» **WORK ITEM**
Which lines of the data include the string "sorted"? List them all.

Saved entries

--------------------------------

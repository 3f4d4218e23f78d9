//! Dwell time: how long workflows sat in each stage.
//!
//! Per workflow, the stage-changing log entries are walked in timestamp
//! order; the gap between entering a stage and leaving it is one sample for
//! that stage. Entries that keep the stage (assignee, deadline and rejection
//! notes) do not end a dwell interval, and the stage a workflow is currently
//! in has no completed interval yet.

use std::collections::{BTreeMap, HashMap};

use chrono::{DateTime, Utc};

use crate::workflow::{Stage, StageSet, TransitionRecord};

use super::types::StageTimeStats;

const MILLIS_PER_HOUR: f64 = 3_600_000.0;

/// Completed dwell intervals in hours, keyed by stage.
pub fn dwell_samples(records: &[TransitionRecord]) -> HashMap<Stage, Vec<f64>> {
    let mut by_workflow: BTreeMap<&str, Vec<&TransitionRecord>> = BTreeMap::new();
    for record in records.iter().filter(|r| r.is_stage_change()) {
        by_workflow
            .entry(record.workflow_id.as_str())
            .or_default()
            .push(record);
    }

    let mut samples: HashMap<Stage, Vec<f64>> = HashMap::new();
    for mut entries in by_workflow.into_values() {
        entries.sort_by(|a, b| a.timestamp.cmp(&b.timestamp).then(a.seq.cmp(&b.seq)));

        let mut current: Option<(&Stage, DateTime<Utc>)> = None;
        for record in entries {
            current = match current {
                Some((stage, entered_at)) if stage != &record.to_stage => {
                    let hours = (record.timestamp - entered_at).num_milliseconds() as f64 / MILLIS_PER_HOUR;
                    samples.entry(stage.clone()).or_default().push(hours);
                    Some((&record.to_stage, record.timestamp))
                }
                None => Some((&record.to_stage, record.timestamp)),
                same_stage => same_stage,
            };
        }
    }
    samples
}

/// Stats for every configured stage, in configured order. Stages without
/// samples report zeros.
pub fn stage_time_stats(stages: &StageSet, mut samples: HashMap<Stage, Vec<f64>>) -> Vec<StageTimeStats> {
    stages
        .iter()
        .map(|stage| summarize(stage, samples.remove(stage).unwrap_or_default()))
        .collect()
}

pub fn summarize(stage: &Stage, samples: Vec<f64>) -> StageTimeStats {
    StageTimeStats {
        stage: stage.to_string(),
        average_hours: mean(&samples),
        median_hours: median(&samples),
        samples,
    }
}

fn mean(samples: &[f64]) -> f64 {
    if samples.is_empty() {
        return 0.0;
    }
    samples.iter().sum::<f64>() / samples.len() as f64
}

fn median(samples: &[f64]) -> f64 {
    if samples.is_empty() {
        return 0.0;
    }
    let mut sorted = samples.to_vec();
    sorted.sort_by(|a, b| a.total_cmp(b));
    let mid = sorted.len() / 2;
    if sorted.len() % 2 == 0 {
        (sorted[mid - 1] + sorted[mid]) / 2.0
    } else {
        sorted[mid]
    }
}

--------------------------------

» **SOLVED EXERCISE**
    let mut sorted = samples.to_vec();
    sorted.sort_by(|a, b| a.total_cmp(b));
    let mid = sorted.len() / 2;
    if sorted.len() % 2 == 0 {
        (sorted[mid - 1] + sorted[mid]) / 2.0
        sorted[mid]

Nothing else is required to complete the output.